Go through the following data and transcribe exactly the stretch of lines from the one holding "Encoding, row: Row)" to the one holding "fn canned(rows: Vec<Row>)", both included.

/---

//! Parameterized queries decoded into typed values.
//!
//! The SQL text is supplied and trusted by the caller; the engine only binds the named
//! parameters into the dialect's placeholder syntax, runs the text as given and decodes the
//! payload column of every row with the dialect's codec. Rows come back in backend order.
//!
//! # Example
//!
//! ```ignore
//! use sqldoc::{query::QueryEngine, params::Parameters};
//!
//! let people: Vec<Person> = QueryEngine::new(&executor)
//!     .query(
//!         "select data from Person where data->>'name' = :name",
//!         Parameters::new().bind("name", "Ernesto"),
//!     )
//!     .await?;
//! ```

use serde::de::DeserializeOwned;
use tracing::{debug, warn};

use crate::{
    codec::{Codec, Encoding},
    error::{DocumentStoreError, DocumentStoreResult},
    executor::{Executor, Row},
    params::Parameters,
    statement::Statement,
};

/// Runs queries against one executor.
#[derive(Debug)]
pub struct QueryEngine<'a, E: Executor + ?Sized> {
    executor: &'a E,
}

impl<'a, E: Executor + ?Sized> QueryEngine<'a, E> {
    pub fn new(executor: &'a E) -> Self {
        Self { executor }
    }

    /// Runs caller SQL with named parameters and decodes each row into a `T`.
    ///
    /// An empty result set yields an empty vector.
    ///
    /// # Errors
    ///
    /// - [`DocumentStoreError::UnboundParameter`] if the text names a parameter with no value
    /// - [`DocumentStoreError::Backend`] with the driver's message if the query fails
    /// - [`DocumentStoreError::Decode`] if a row does not decode into `T`
    pub async fn query<T: DeserializeOwned>(
        &self,
        sql: &str,
        parameters: Parameters,
    ) -> DocumentStoreResult<Vec<T>> {
        let dialect = self.executor.target().dialect();
        let statement = parameters.to_statement(sql, dialect)?;

        self.fetch_decoded(statement).await
    }

    /// Runs an already bound statement and decodes each row into a `T`.
    pub async fn fetch_decoded<T: DeserializeOwned>(
        &self,
        statement: Statement,
    ) -> DocumentStoreResult<Vec<T>> {
        let dialect = self.executor.target().dialect();
        debug!(%dialect, sql = %statement.sql, params = statement.params.len(), "running query");

        let rows = self
            .executor
            .fetch(statement)
            .await
            .inspect_err(|err| warn!(%dialect, error = %err, "query failed"))?;

        debug!(%dialect, rows = rows.len(), "query returned");

        rows.into_iter()
            .map(|row| decode_row(dialect.encoding(), row))
            .collect()
    }
}

/// Decodes one row's payload, naming the row's key on failure when it has one.
pub fn decode_row<T: DeserializeOwned>(encoding: Encoding, row: Row) -> DocumentStoreResult<T> {
    let key = row.key.as_ref().map(ToString::to_string);

    let payload = row.payload.ok_or_else(|| DocumentStoreError::Decode {
        key: key.clone(),
        message: "payload column is NULL".to_string(),
    })?;

    encoding
        .decode(&payload)
        .map_err(|err| DocumentStoreError::Decode {
            key,
            message: match err {
                DocumentStoreError::Serialization(message) => message,
                other => other.to_string(),
            },
        })
}

#[cfg(test)]
mod tests {
    use super::*;
    use crate::{
        executor::CommitGuarantee,
        statement::{Command, SqlValue},
        target::StoreTarget,
    };
    use async_trait::async_trait;
    use serde::Deserialize;
    use std::sync::Mutex;

    #[derive(Debug, PartialEq, Deserialize)]
    struct Person {
        name: String,
        age: u32,
    }

    #[derive(Debug)]
    struct Canned {
        target: StoreTarget,
        rows: Vec<Row>,
        seen: Mutex<Option<Statement>>,
    }

    #[async_trait]
    impl Executor for Canned {
        fn target(&self) -> &StoreTarget {
            &self.target
        }

        fn guarantee(&self) -> CommitGuarantee {
            CommitGuarantee::Atomic
        }

        async fn execute_batch(&self, _statements: Vec<Statement>) -> DocumentStoreResult<u64> {
            Ok(0)
        }

        async fn fetch(&self, statement: Statement) -> DocumentStoreResult<Vec<Row>> {
            *self.seen.lock().unwrap() = Some(statement);
            Ok(self.rows.clone())
        }
    }

    fn canned(rows: Vec<Row>) -> Canned {
        Canned { target: StoreTarget::postgres("postgres://test"), rows, seen: Mutex::new(None) }
    }

    #[tokio::test]
    async fn binds_parameters_and_decodes_rows_in_order() {
        let executor = canned(vec![
            Row::new(None, Some(r#"{"name":"Ernesto","age":31}"#.into())),
            Row::new(None, Some(r#"{"name":"Ada","age":36}"#.into())),
        ]);

        let people: Vec<Person> = QueryEngine::new(&executor)
            .query(
                "select data from Person where data->>'_id' = :id",
                Parameters::new().bind("id", "p1"),
            )
            .await
            .unwrap();

        assert_eq!(people.iter().map(|p| p.name.as_str()).collect::<Vec<_>>(), ["Ernesto", "Ada"]);

        let seen = executor.seen.lock().unwrap().clone().unwrap();
        assert_eq!(seen.command, Command::Query);
        assert_eq!(seen.sql, "select data from Person where data->>'_id' = $1");
        assert_eq!(seen.params, vec![SqlValue::Text("p1".into())]);
    }

    #[tokio::test]
    async fn empty_result_is_not_an_error() {
        let executor = canned(vec![]);
        let people: Vec<Person> = QueryEngine::new(&executor)
            .query("select data from Person", Parameters::new())
            .await
            .unwrap();
        assert!(people.is_empty());
    }

    #[tokio::test]
    async fn undecodable_row_names_its_key() {
        let executor = canned(vec![Row::new(
            Some(SqlValue::Text("p9".into())),
            Some(r#"{"name":"Broken"}"#.into()),
        )]);

        let err = QueryEngine::new(&executor)
            .query::<Person>("select id, data from Person", Parameters::new())
            .await
            .unwrap_err();

        assert!(matches!(err, DocumentStoreError::Decode { key: Some(ref k), .. } if k == "p9"));
    }

    #[tokio::test]
    async fn null_payload_is_a_decode_error() {
        let executor = canned(vec![Row::new(None, None)]);
        let err = QueryEngine::new(&executor)
            .query::<Person>("select data from Person", Parameters::new())
            .await
            .unwrap_err();
        assert!(matches!(err, DocumentStoreError::Decode { key: None, .. }));
    }
}
//! A thin document-store client layer over SQL databases.
//!
//! Application values are serialized into a single payload column and addressed by a key
//! column. This crate is the core of the sqldoc project and provides:
//!
//! - **Backend selection** ([`target`]) - Store targets and the SQL dialects they imply
//! - **Payload codecs** ([`codec`]) - JSON and XML encodings of documents
//! - **Document traits** ([`document`]) - Table naming, keys and type-erased payloads
//! - **Operations** ([`operation`]) - Pending insert, update and delete requests
//! - **Statements** ([`statement`]) - Dialect SQL text with positional parameters
//! - **Parameters** ([`params`]) - Named parameters bound into positional placeholders
//! - **Executor abstraction** ([`executor`]) - Traits for implementing database drivers
//! - **Unit of work** ([`unit_of_work`]) - FIFO queues committed as one batch
//! - **Queries** ([`query`]) - Parameterized queries decoded into typed values
//! - **Sessions** ([`session`]) - The caller-facing store, load and query API
//! - **Error handling** ([`error`]) - Error and result types
//!
//! # Example
//!
//! ```ignore
//! use sqldoc::prelude::*;
//! use serde::{Serialize, Deserialize};
//! use uuid::Uuid;
//!
//! #[derive(Debug, Clone, Serialize, Deserialize, Document)]
//! pub struct Person {
//!     pub name: String,
//!     pub age: u32,
//! }
//!
//! let mut session = DocumentSession::new(executor);
//! let id = Uuid::new_v4();
//! session.store(id, Person { name: "Ernesto".into(), age: 31 })?;
//! session.save_changes().await?;
//! ```

#[allow(unused_extern_crates)]
extern crate self as sqldoc_core;

pub mod codec;
pub mod document;
pub mod error;
pub mod executor;
pub mod operation;
pub mod params;
pub mod query;
pub mod session;
pub mod statement;
pub mod target;
pub mod unit_of_work;
use std::fs::{self, File};
use std::io::Write;
use std::path::{Path, PathBuf};

use anyhow::{Context, Result, anyhow, bail};
use chrono::Utc;
use dienstwagen_core::codec;
use dienstwagen_core::db::{MemoryRepositoryFactory, RepositoryRegistry};
use dienstwagen_core::{ConfigRepository, ProfileService, TaxParameters, UserProfile, Vehicle};
use dienstwagen_data::VehicleLoader;
use dienstwagen_db_sqlite::SqliteRepositoryFactory;
use tracing::debug;
use uuid::Uuid;

use crate::cli::{CarArgs, CarCommand, Command, ProfileCommand};
use crate::output;
use crate::settings::RuntimeConfig;

/// Build a registry with every compiled-in backend.
pub fn build_registry() -> RepositoryRegistry {
    let mut registry = RepositoryRegistry::new();
    registry.register(Box::new(SqliteRepositoryFactory));
    registry.register(Box::new(MemoryRepositoryFactory));
    registry
}

/// Opens the configured backend and runs `command` against it.
pub async fn run(
    command: &Command,
    config: &RuntimeConfig,
    out: &mut impl Write,
) -> Result<()> {
    debug!("connecting to {} backend", config.db.backend);
    let repo = build_registry()
        .create(&config.db)
        .await
        .with_context(|| format!("cannot open '{}' database", config.db.backend))?;

    let params = TaxParameters::year_2025();
    execute(command, &*repo, &params, out).await
}

pub async fn execute(
    command: &Command,
    repo: &dyn ConfigRepository,
    params: &TaxParameters,
    out: &mut impl Write,
) -> Result<()> {
    let service = ProfileService::new(repo, params);
    service.initialize().await?;

    match command {
        Command::Profile(command) => profile(command, &service, out).await,
        Command::Car(command) => car(command, &service, repo, out).await,
        Command::Net => {
            let profile = service.active_profile().await?;
            let breakdown = service.net_income().await?;
            writeln!(out, "Profile: {}", profile.name)?;
            writeln!(out, "{}", output::breakdown_table(&breakdown))?;
            Ok(())
        }
        Command::Compare => compare(&service, out).await,
        Command::Export { out: target } => export(&service, target.as_deref(), out).await,
        Command::Import { file } => {
            let json = fs::read_to_string(file)
                .with_context(|| format!("cannot read '{}'", file.display()))?;
            let snapshot = service
                .import_document(&json)
                .await
                .with_context(|| format!("cannot import '{}'", file.display()))?;
            writeln!(
                out,
                "Imported {} profiles and {} cars.",
                snapshot.profiles.len(),
                snapshot.vehicles.len()
            )?;
            Ok(())
        }
    }
}

async fn profile(
    command: &ProfileCommand,
    service: &ProfileService<'_>,
    out: &mut impl Write,
) -> Result<()> {
    match command {
        ProfileCommand::List => {
            let profiles = service.list_profiles().await?;
            let active = service.active_profile().await?;
            writeln!(out, "{}", output::profiles_table(&profiles, Some(active.id)))?;
        }
        ProfileCommand::Show => {
            let active = service.active_profile().await?;
            writeln!(out, "{}", output::profile_details(&active))?;
        }
        ProfileCommand::Add { name, copy } => {
            let data = if *copy {
                Some(service.active_profile().await?.user_data)
            } else {
                None
            };
            let profile = service.add_profile(name, data).await?;
            writeln!(out, "Added profile '{}' ({}); it is now active.", profile.name, profile.id)?;
        }
        ProfileCommand::Rename { profile, name } => {
            let id = find_profile(service, profile).await?.id;
            let renamed = service.rename_profile(id, name).await?;
            writeln!(out, "Renamed profile to '{}'.", renamed.name)?;
        }
        ProfileCommand::Delete { profile } => {
            let target = find_profile(service, profile).await?;
            service.delete_profile(target.id).await?;
            let active = service.active_profile().await?;
            writeln!(
                out,
                "Deleted profile '{}'. Active profile: '{}'.",
                target.name, active.name
            )?;
        }
        ProfileCommand::Activate { profile } => {
            let target = find_profile(service, profile).await?;
            service.set_active_profile(target.id).await?;
            writeln!(out, "Active profile: '{}'.", target.name)?;
        }
        ProfileCommand::Set(fields) => {
            let updated = service.update_user_data(&fields.into()).await?;
            writeln!(out, "{}", output::profile_details(&updated))?;
        }
    }
    Ok(())
}

async fn car(
    command: &CarCommand,
    service: &ProfileService<'_>,
    repo: &dyn ConfigRepository,
    out: &mut impl Write,
) -> Result<()> {
    match command {
        CarCommand::List => {
            let vehicles = service.list_vehicles().await?;
            if vehicles.is_empty() {
                writeln!(out, "No cars stored.")?;
            } else {
                writeln!(out, "{}", output::vehicles_table(&vehicles))?;
            }
        }
        CarCommand::Add(args) => {
            let vehicle = service.add_vehicle(vehicle_from_args(args)?).await?;
            writeln!(out, "Added car '{}' ({}).", vehicle.name, vehicle.id)?;
        }
        CarCommand::Remove { vehicle } => {
            let target = find_vehicle(service, vehicle).await?;
            service.remove_vehicle(target.id).await?;
            writeln!(out, "Removed car '{}'.", target.name)?;
        }
        CarCommand::ImportCsv { file } => {
            let reader = File::open(file)
                .with_context(|| format!("cannot open '{}'", file.display()))?;
            let records = VehicleLoader::parse(reader)
                .with_context(|| format!("cannot parse '{}'", file.display()))?;
            let loaded = VehicleLoader::load(repo, &records)
                .await
                .with_context(|| format!("cannot load cars from '{}'", file.display()))?;
            writeln!(out, "Loaded {loaded} cars.")?;
        }
    }
    Ok(())
}

async fn compare(
    service: &ProfileService<'_>,
    out: &mut impl Write,
) -> Result<()> {
    let profile = service.active_profile().await?;
    let without_car = service.net_income().await?;
    let comparisons = service.compare_active().await?;

    writeln!(out, "Profile: {}", profile.name)?;
    writeln!(out, "Net without car: {}", output::money(without_car.net))?;
    if comparisons.is_empty() {
        writeln!(out, "No cars stored.")?;
    } else {
        writeln!(out, "{}", output::comparison_table(&comparisons))?;
    }
    Ok(())
}

async fn export(
    service: &ProfileService<'_>,
    target: Option<&Path>,
    out: &mut impl Write,
) -> Result<()> {
    let now = Utc::now();
    let document = service.export_document(now).await?;
    let json = codec::to_json(&document).context("cannot serialise export")?;

    let path = match target {
        Some(path) if path == Path::new("-") => {
            writeln!(out, "{json}")?;
            return Ok(());
        }
        Some(path) => path.to_path_buf(),
        None => PathBuf::from(codec::export_file_name(now)),
    };

    fs::write(&path, json).with_context(|| format!("cannot write '{}'", path.display()))?;
    writeln!(
        out,
        "Exported {} profiles and {} cars to {}.",
        document.profiles.len(),
        document.vehicles.len(),
        path.display()
    )?;
    Ok(())
}

fn vehicle_from_args(args: &CarArgs) -> Result<Vehicle> {
    let mut vehicle = Vehicle::new(args.name.trim(), args.price, args.taxation);
    vehicle.co_payment = args.co_payment_policy()?;
    vehicle.configurator_code = args.code.clone();
    vehicle.configurator_link = args.link.clone();
    Ok(vehicle)
}

/// Looks a profile up by id, then by exact name.
async fn find_profile(
    service: &ProfileService<'_>,
    key: &str,
) -> Result<UserProfile> {
    let profiles = service.list_profiles().await?;
    pick_one(profiles, key, |p| (p.id, p.name.as_str()), "profile")
}

/// Looks a car up by id, then by exact name.
async fn find_vehicle(
    service: &ProfileService<'_>,
    key: &str,
) -> Result<Vehicle> {
    let vehicles = service.list_vehicles().await?;
    pick_one(vehicles, key, |v| (v.id, v.name.as_str()), "car")
}

fn pick_one<T>(
    items: Vec<T>,
    key: &str,
    identity: impl Fn(&T) -> (Uuid, &str),
    kind: &str,
) -> Result<T> {
    if let Ok(id) = Uuid::parse_str(key) {
        return items
            .into_iter()
            .find(|item| identity(item).0 == id)
            .ok_or_else(|| anyhow!("no {kind} with id {id}"));
    }

    let mut matches: Vec<T> = items
        .into_iter()
        .filter(|item| identity(item).1 == key)
        .collect();
    match matches.len() {
        0 => bail!("no {kind} named '{key}'"),
        1 => Ok(matches.remove(0)),
        n => bail!("{n} {kind}s are named '{key}'; use the id instead"),
    }
}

\---

ANSWER TO THIS PROBLEM =
pub fn decode_row<T: DeserializeOwned>(encoding: Encoding, row: Row) -> DocumentStoreResult<T> {
    let key = row.key.as_ref().map(ToString::to_string);

    let payload = row.payload.ok_or_else(|| DocumentStoreError::Decode {
        key: key.clone(),
        message: "payload column is NULL".to_string(),
    })?;

    encoding
        .decode(&payload)
        .map_err(|err| DocumentStoreError::Decode {
            key,
            message: match err {
                DocumentStoreError::Serialization(message) => message,
                other => other.to_string(),
            },
        })
}

#[cfg(test)]
mod tests {
    use super::*;
    use crate::{
        executor::CommitGuarantee,
        statement::{Command, SqlValue},
        target::StoreTarget,
    };
    use async_trait::async_trait;
    use serde::Deserialize;
    use std::sync::Mutex;

    #[derive(Debug, PartialEq, Deserialize)]
    struct Person {
        name: String,
        age: u32,
    }

    #[derive(Debug)]
    struct Canned {
        target: StoreTarget,
        rows: Vec<Row>,
        seen: Mutex<Option<Statement>>,
    }

    #[async_trait]
    impl Executor for Canned {
        fn target(&self) -> &StoreTarget {
            &self.target
        }

        fn guarantee(&self) -> CommitGuarantee {
            CommitGuarantee::Atomic
        }

        async fn execute_batch(&self, _statements: Vec<Statement>) -> DocumentStoreResult<u64> {
            Ok(0)
        }

        async fn fetch(&self, statement: Statement) -> DocumentStoreResult<Vec<Row>> {
            *self.seen.lock().unwrap() = Some(statement);
            Ok(self.rows.clone())
        }
    }

    fn canned(rows: Vec<Row>) -> Canned {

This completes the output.